Prep 25 mins
Cook 25 mins
By far the best chicken pot pie I have ever tasted.
- 1 roasting chicken
- 3 potatoes
- 2 carrots
- 226.79 g peas
- 88.74 ml butter
- 88.74 ml flour
- 473.18 ml chicken broth
- 1 pie crust
- Get a small, whole chicken - a fryer is good.
- Put the chicken in a large pot and cover with water. Bring to a boil, reduce heat to medium, cover and cook until the meat falls off the bones.
- Take the chicken out of the pot and port the broth through a strainer into a big bowl. (You will use this to make your gravy.).
- If you want potato and veggies in your pie, pre-cook them (except frozen veggies - just thaw them or they will be mushy).
- Put a pie crust in a pie pan. Lay pieces of chicken on the crust (about 4c of chicken). Put the potatoes and any veggies on top of the chicken.
- To make the gravy, melt the butter in a saucepan. Add flour and whisk until smooth. Slowly whisk in chicken broth. Cook over medium high heat until thickened, whisking frequently. Add salt and pepper to taste.
- Pour gravy on top of the chicken and veggies. Put on the top crust and crimp the edges and cut a few small vents in the top of the crust.
- Bake for 25-30 minutes in a preheated 425 degree oven, until the crust is golden brown.
This recipe is good but found using my pressure cooker saved me steps and time. You can cook onions in butter in the pressure cooker till transparent . Add the chicken quartered with the chicken broth. Cover and cook 10 minutes. Cool and allow the pressure to drop on its own. I removed the skin first. Strain . Remove the bones and you can cut up the larger pieces. Now place the chicken and vegetables in a large greased casserole dish or 13x9 pan . Add mutter to the pressure cooker, melt it and add the flour, wisking constantly. Once that has lightly browned add the broth wisking constantly time thickened. You may need to add extra water or broth so it is not too thick. Add salt and pepper to taste. Pour into the pan with the chicken and vegetables. Then cover with pie crust (a double amount so it fits the pan nicely and seal all round the edges. Cut sits and bake. This way saved me so much time and the flavour is amazing. My family loves it. This also allows you to experiment with different vegetables and add whatever amount you want. I love my pressure cooker!!

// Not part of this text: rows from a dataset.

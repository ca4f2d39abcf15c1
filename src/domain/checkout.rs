//! Card form state submitted with a checkout request, and the notices the
//! checkout page shows back to the customer.

use serde::Serialize;

/// The card fields that the client-side form validates.
#[derive(Debug, Clone, Copy, PartialEq, Eq)]
pub enum CardField {
    Number,
    Expiry,
    Cvc,
}

impl CardField {
    pub const ALL: [CardField; 3] = [CardField::Number, CardField::Expiry, CardField::Cvc];

    /// Form input name carrying this field's error marker.
    pub fn input_name(&self) -> &'static str {
        match self {
            CardField::Number => "card-number",
            CardField::Expiry => "card-expiry",
            CardField::Cvc => "card-cvc",
        }
    }

    /// Customer-facing label.
    pub fn label(&self) -> &'static str {
        match self {
            CardField::Number => "Credit Card Number",
            CardField::Expiry => "Credit Card Expiration",
            CardField::Cvc => "Credit Card CVC",
        }
    }
}

/// Where the funds come from.
#[derive(Debug, Clone, PartialEq, Eq)]
pub enum CardSource {
    /// Single-use token created by the processor's client library.
    Token(String),
    /// A card previously saved on a processor customer.
    Saved { customer_id: String, card_id: String },
}

/// Card data posted with one checkout submission.
#[derive(Debug, Clone, Default, PartialEq)]
pub struct FormSubmission {
    pub card_source: Option<CardSource>,
    pub number_error: Option<String>,
    pub expiry_error: Option<String>,
    pub cvc_error: Option<String>,
    /// Set by the client script when it refused to tokenize the card.
    pub form_errors: bool,
    /// Submitted from the order pay page rather than the checkout.
    pub pay_page: bool,
}

impl FormSubmission {
    pub fn with_token(token: impl Into<String>) -> Self {
        Self {
            card_source: Some(CardSource::Token(token.into())),
            ..Default::default()
        }
    }

    /// Error marker attached to `field`, if it is non-empty.
    pub fn field_error(&self, field: CardField) -> Option<&str> {
        let marker = match field {
            CardField::Number => &self.number_error,
            CardField::Expiry => &self.expiry_error,
            CardField::Cvc => &self.cvc_error,
        };
        marker.as_deref().map(str::trim).filter(|m| !m.is_empty())
    }

    pub fn set_field_error(&mut self, field: CardField, category: impl Into<String>) {
        let category = Some(category.into());
        match field {
            CardField::Number => self.number_error = category,
            CardField::Expiry => self.expiry_error = category,
            CardField::Cvc => self.cvc_error = category,
        }
    }

    pub fn has_field_errors(&self) -> bool {
        CardField::ALL.iter().any(|f| self.field_error(*f).is_some())
    }
}

/// Message text for a field rejected by client-side validation.
pub fn field_error_message(field: CardField, category: &str) -> String {
    let label = field.label();
    match category {
        "undefined" => format!("The {} field is required.", label),
        "invalid" => format!("The {} you entered is invalid.", label),
        "incomplete" => format!("The {} you entered is incomplete.", label),
        "expired" => format!("The {} you entered has expired.", label),
        other => format!("The {} was rejected ({}).", label, other),
    }
}

#[derive(Debug, Clone, Copy, PartialEq, Eq, Serialize)]
#[serde(rename_all = "lowercase")]
pub enum NoticeLevel {
    Error,
    Notice,
}

#[derive(Debug, Clone, PartialEq, Eq, Serialize)]
pub struct Notice {
    pub level: NoticeLevel,
    pub message: String,
}

impl Notice {
    pub fn error(message: impl Into<String>) -> Self {
        Self {
            level: NoticeLevel::Error,
            message: message.into(),
        }
    }
}

/// Per-request checkout state shared with the host page.
#[derive(Debug, Clone, Default, PartialEq)]
pub struct CheckoutSession {
    /// When set, the checkout page refreshes instead of rendering notices.
    pub reload_checkout: bool,
    pub notices: Vec<Notice>,
}

impl CheckoutSession {
    pub fn new() -> Self {
        Self::default()
    }

    pub fn add_error(&mut self, message: impl Into<String>) {
        self.notices.push(Notice::error(message));
    }

    pub fn errors(&self) -> impl Iterator<Item = &str> {
        self.notices
            .iter()
            .filter(|n| n.level == NoticeLevel::Error)
            .map(|n| n.message.as_str())
    }
}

This was a wonderful pot pie! I used frozen peas and carrots and hash browns (cubes) for the veggies and just thawed them as suggested. I also added a little tarragon to the gravy. This mixture really filled the pie crust and I was worried that it would leak out while cooking but it didn't - the pie baked up perfectly and was just delicious. Thanks for posting!